でも――もうこれしか僕がアスカの傍にいられる方法がない。
「あ……でも、何で器の魔力の色が変わってるのか気になる。消す前に雪崩が起きた後の記憶を読みたい」
『分かった』
アスカの体が白い光に包まれて、僕の頭の中に映像が流れ込んでくる――
雪崩に巻き込まれた後、アスカは変な二人組の男に変な建物の中に連れて行かれて――蹴られたり変な器具を当てられたり、人が死んでいく光景を見たり、変な機械にかけられてペイシュヴァルツと引き剥がされて、アイドクレース家の男に口づけされて、部屋で泣いて――
矢で射たれて海に落ちただけでも悲痛な出来事なのに、それを上回る程の仕打ちに言葉を失う。
自分がそんな目にあった訳じゃないのに、アスカの記憶はまるで自分がそれを体験したかのような気持ちにさせられる。
それでも、何であんな状況になったのかまで見ないといけない。
アスカが、緑の男を挑発して魔力を溜めて……って、本当にアスカはもう……それ失敗してたら絶対犯されてるし、本当に……アイツを助ける薬を持ってあの建物を抜け出して――
(いいなぁ……アスカにそんな風に想われて……そんな非常時ですら、アスカはあいつの事を想うんだ……)
僕だって、僕の事だって少しでも考えてくれたなら、こんな事――
首を横に振って、改めてアスカに向き合う。
(どこから消そうか……辛い記憶は全部消してしまった方が良いよね。もう皇国に戻らない事を考えたら、雪崩が起きてからの記憶は全部いらない……)
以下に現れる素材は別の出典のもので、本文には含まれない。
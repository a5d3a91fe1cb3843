//! Date and locale keyed content cache
//!
//! Staleness is defined only by key mismatch: an entry is valid for the
//! calendar day and locale encoded in its key and is never expired by
//! age. A stored blob that fails to parse is discarded and reported as a
//! miss.
//!
//! Writes within one process are serialized, so a merge never loses a
//! concurrent merge's update. There is no cross-process locking; two
//! processes sharing a store may both miss and both generate.

use crate::content::types::{CacheEntry, CacheKey, DeepInsight, Locale, PostPatch};
use crate::error::{AstraiError, Result};
use crate::storage::KeyValueStore;
use chrono::NaiveDate;
use std::sync::{Arc, Mutex};

/// Cache of generated content backed by a [`KeyValueStore`]
pub struct DailyContentCache {
    store: Arc<dyn KeyValueStore>,
    namespace: String,
    write_lock: Mutex<()>,
}

impl DailyContentCache {
    /// Create a cache writing keys under `namespace`
    pub fn new(store: Arc<dyn KeyValueStore>, namespace: impl Into<String>) -> Self {
        Self {
            store,
            namespace: namespace.into(),
            write_lock: Mutex::new(()),
        }
    }

    /// Key of the slot for `(date, locale)`
    pub fn key(&self, date: NaiveDate, locale: Locale) -> CacheKey {
        CacheKey::new(self.namespace.clone(), date, locale)
    }

    /// Read the entry for `(date, locale)`
    ///
    /// # Errors
    ///
    /// Returns error only if the store itself fails. A corrupt blob is
    /// deleted and reported as `None`.
    pub fn get(&self, date: NaiveDate, locale: Locale) -> Result<Option<CacheEntry>> {
        let key = self.key(date, locale).to_string();
        self.read(&key)
    }

    /// Overwrite the entry for `(date, locale)`
    ///
    /// # Errors
    ///
    /// Returns error if the entry cannot be serialized or stored
    pub fn put(&self, date: NaiveDate, locale: Locale, entry: &CacheEntry) -> Result<()> {
        let key = self.key(date, locale).to_string();
        let _guard = self.lock()?;
        self.write(&key, entry)
    }

    /// Replace one post of the entry with a patched copy
    ///
    /// Loads the current entry, patches the post whose id is `post_id`,
    /// and writes the whole entry back. Sibling posts and the insight are
    /// carried over unchanged. Returns the stored entry, or `None` when
    /// there is no entry or no post with that id (nothing is written).
    ///
    /// # Errors
    ///
    /// Returns error if the store fails
    pub fn merge_post(
        &self,
        date: NaiveDate,
        locale: Locale,
        post_id: &str,
        patch: &PostPatch,
    ) -> Result<Option<CacheEntry>> {
        let key = self.key(date, locale).to_string();
        let _guard = self.lock()?;

        let Some(mut entry) = self.read(&key)? else {
            tracing::debug!("merge_post: no entry under {}", key);
            return Ok(None);
        };
        let Some(slot) = entry.posts.iter_mut().find(|p| p.id == post_id) else {
            tracing::debug!("merge_post: post {} not found under {}", post_id, key);
            return Ok(None);
        };
        *slot = patch.apply(slot);

        self.write(&key, &entry)?;
        tracing::debug!("Merged post {} into {}", post_id, key);
        Ok(Some(entry))
    }

    /// Attach a deep insight to the entry, leaving its posts untouched
    ///
    /// Returns the stored entry, or `None` when there is no entry.
    ///
    /// # Errors
    ///
    /// Returns error if the store fails
    pub fn set_insight(
        &self,
        date: NaiveDate,
        locale: Locale,
        insight: DeepInsight,
    ) -> Result<Option<CacheEntry>> {
        let key = self.key(date, locale).to_string();
        let _guard = self.lock()?;

        let Some(mut entry) = self.read(&key)? else {
            return Ok(None);
        };
        entry.insight = Some(insight);
        self.write(&key, &entry)?;
        Ok(Some(entry))
    }

    fn lock(&self) -> Result<std::sync::MutexGuard<'_, ()>> {
        self.write_lock
            .lock()
            .map_err(|_| AstraiError::Storage("Content cache lock poisoned".to_string()).into())
    }

    fn read(&self, key: &str) -> Result<Option<CacheEntry>> {
        let Some(blob) = self.store.get(key)? else {
            return Ok(None);
        };
        match serde_json::from_str::<CacheEntry>(&blob) {
            Ok(entry) => Ok(Some(entry)),
            Err(e) => {
                tracing::warn!("Discarding corrupt cache entry {}: {}", key, e);
                self.store.delete(key)?;
                Ok(None)
            }
        }
    }

    fn write(&self, key: &str, entry: &CacheEntry) -> Result<()> {
        let blob = serde_json::to_string(entry)?;
        self.store.set(key, &blob)
    }
}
雪崩に巻き込まれて数日間眠ったきりだったと言えばいい。けど魔力の色が変わっているのはどう説明する?
(雪崩に飲まれて野盗に襲われて抗った末に、それで記憶喪失にって事にするか……いや、それだと僕が知ってるのはおかしいな……何でだろうねって誤魔化すしか……)
『クラウス、アスカの記憶の中……荒らされた痕ある』
突然ラインヴァイスから紡がれた言葉が僕の思考を遮った。